I thought fast. “I’d like that.”
“This can be the Day of Ascension for all of us, a passage from this virulent world to one of-” In the midst of his rapture, he loosened his grip on my neck and body. And that was all the invitation I needed. Mustering my strength, I bodychecked him against the cathedral. His head slammed back against a wooden beam. While he was momentarily stunned, I knocked the detonator out of his hand.
“No!” he screamed, but he was much too late to stop me. I scooped the detonator off the floor and shoved it into my pocket, then raised my fist to deliver a knockout blow to his solar plexus.
And he raised a gun. My gun.
“You don’t deserve to ascend,” he said bitterly, blinking from the pain, blood dripping down the side of his head. “You will die right here in this miserable world where you belong.”
He fired.
O’Bannon swore, but it wasn’t productive, because no one could possibly hear him. What the hell had happened? There’d been an explosion, and seconds later the whole ballroom was on fire. Within moments the front doors were congested and blocked. Bedlam ensued. Rabid partygoers were punching, screaming, crying, reeling, desperate to get away from the flames. Smoke billowed through the enclosed area, making it difficult to see or breathe. The air was thinning. Without an alternative exit, they’d all suffocate, maybe even before they burned.
Fighting his way through the mass hysteria, O’Bannon got to a side door-led to the kitchen, if he wasn’t mistaken. There was a crowd around, trying unsuccessfully to open it. Seemed to be locked from the other side. Well, he had the cure for that.
“Stand back,” he bellowed. He pulled out his weapon and fired three times at the lock mechanism.
Good thing it wasn’t chained, or even that might not have worked. As it was, the bullets weakened it enough that he could kick the door open.
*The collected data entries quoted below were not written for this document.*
//! Deterministic side-scrolling flight simulation.
//!
//! This crate owns everything that happens inside the world, and nothing about how
//! decisions are made or scored:
//!
//! - [`core`] - world constants, agent bodies (vertical kinematics), obstacles and collision
//! - [`engine`] - obstacle spawning/scrolling, sensing, and the single-player [`FlightSession`]
//!
//! Policies, fitness and evolution live in `flappy-training`.

pub use self::{core::*, engine::*};

pub mod core;
pub mod engine;

/// Invalid world configuration.
///
/// Reported by [`WorldConfig::validate`] before any simulation runs.
#[derive(Debug, Clone, PartialEq, derive_more::Display, derive_more::Error)]
pub enum WorldConfigError {
    #[display("world dimension `{_0}` must be finite and positive")]
    NonPositiveDimension(#[error(not(source))] &'static str),
    #[display("world value `{_0}` must be finite")]
    NonFinite(#[error(not(source))] &'static str),
    #[display("spawn margin must be finite and non-negative, got {_0}")]
    NegativeMargin(#[error(not(source))] f32),
    #[display("obstacle spacing must be at least one tick")]
    ZeroObstacleSpacing,
    #[display("gap height {gap_height} leaves no room for the gap (must be < {max})")]
    GapTooLarge { gap_height: f32, max: f32 },
    #[display("agent height {agent_height} does not fit in world height {world_height}")]
    AgentTooTall {
        agent_height: f32,
        world_height: f32,
    },
}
As soon as he did, the crowd surged through it, coughing, crying, gasping for air. But they had a way out. At least until that one was blocked.
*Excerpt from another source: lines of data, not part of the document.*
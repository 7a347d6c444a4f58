// Copyright 2026 Paul Adamson
// Licensed under the Apache License, Version 2.0
//
// Batch runner - Drives create/update/delete/validate batches over fixture records
//
// Every record ends in exactly one of the success, skipped or failed lists.
// A failing record never stops the batch: the runner always returns to the
// listing (falling back to a page reload), and only after the summary has been
// logged and exported does it report the failed records as one error.

use crate::constants::{CrudAction, DuplicateField, Entity};
use crate::data::{Feature, RecordDefinition, ValidateRecord};
use crate::error::{Error, Result};
use crate::summary::{CrudSummary, SummaryReporter, ValidationSummary};
use crate::validation;

/// Label recorded for a record that has no usable name.
pub const UNKNOWN_RECORD: &str = "UNKNOWN";

/// Result of the delete orchestration for one record.
#[derive(Debug, Clone, Copy, PartialEq, Eq)]
pub enum DeleteOutcome {
    Deleted,
    /// The record was not in the listing
    Skipped,
    /// Every attempt failed
    Failed,
}

/// UI operations the runner needs from one master screen.
///
/// Implemented by [`crate::masters::MasterScreen`] for the real ERP and by
/// scripted fakes in tests.
#[allow(async_fn_in_trait)]
pub trait CrudWorkflow {
    fn entity(&self) -> Entity;

    /// Exact-text lookup of `name` in the listing; any error counts as absent.
    async fn exists(&self, name: &str) -> bool;

    /// Opens the form in create mode, fills it, saves and checks the toast.
    async fn create(&self, record: &RecordDefinition, feature: Feature) -> Result<()>;

    /// Selects the record, edits it, saves and checks the saved name.
    async fn update(&self, record: &RecordDefinition, feature: Feature) -> Result<()>;

    /// Deletes `name`, retrying up to `retries` extra times.
    async fn delete(&self, name: &str, retries: u32) -> DeleteOutcome;

    /// Saves a record repeating an existing value and checks the validation message.
    async fn submit_duplicate(&self, field: DuplicateField, record: &ValidateRecord)
    -> Result<()>;

    async fn return_to_listing(&self) -> Result<()>;

    async fn reload(&self) -> Result<()>;
}

#[derive(Debug, Default)]
struct Outcomes {
    succeeded: Vec<String>,
    skipped: Vec<String>,
    failed: Vec<String>,
}

/// Runs batches of one entity and reports their outcome.
pub struct BatchRunner<'a, W> {
    workflow: &'a W,
    feature: Feature,
    reporter: &'a SummaryReporter,
    delete_retries: u32,
}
A second explosion rocked the room. My God, he wondered, where did that one go off? How the hell did he stop this?
And what happened to Susan?
Last he’d seen of her, she’d headed behind that fake cathedral. She hadn’t emerged, at least not that he’d seen.
He scanned the still-packed room. No sign of her, and he couldn’t believe she’d just leave, not in the midst of all this chaos.
There was only one reason she would be back there while this turmoil was raging.
Cautiously, gun still in hand, he made his way toward the cathedral.
The bullet missed, at least in the sense that it didn’t kill me on the spot. It seared my right arm, creating a fierce burning pain that brought sudden tears to my eyes and gave me a bad case of the shakes.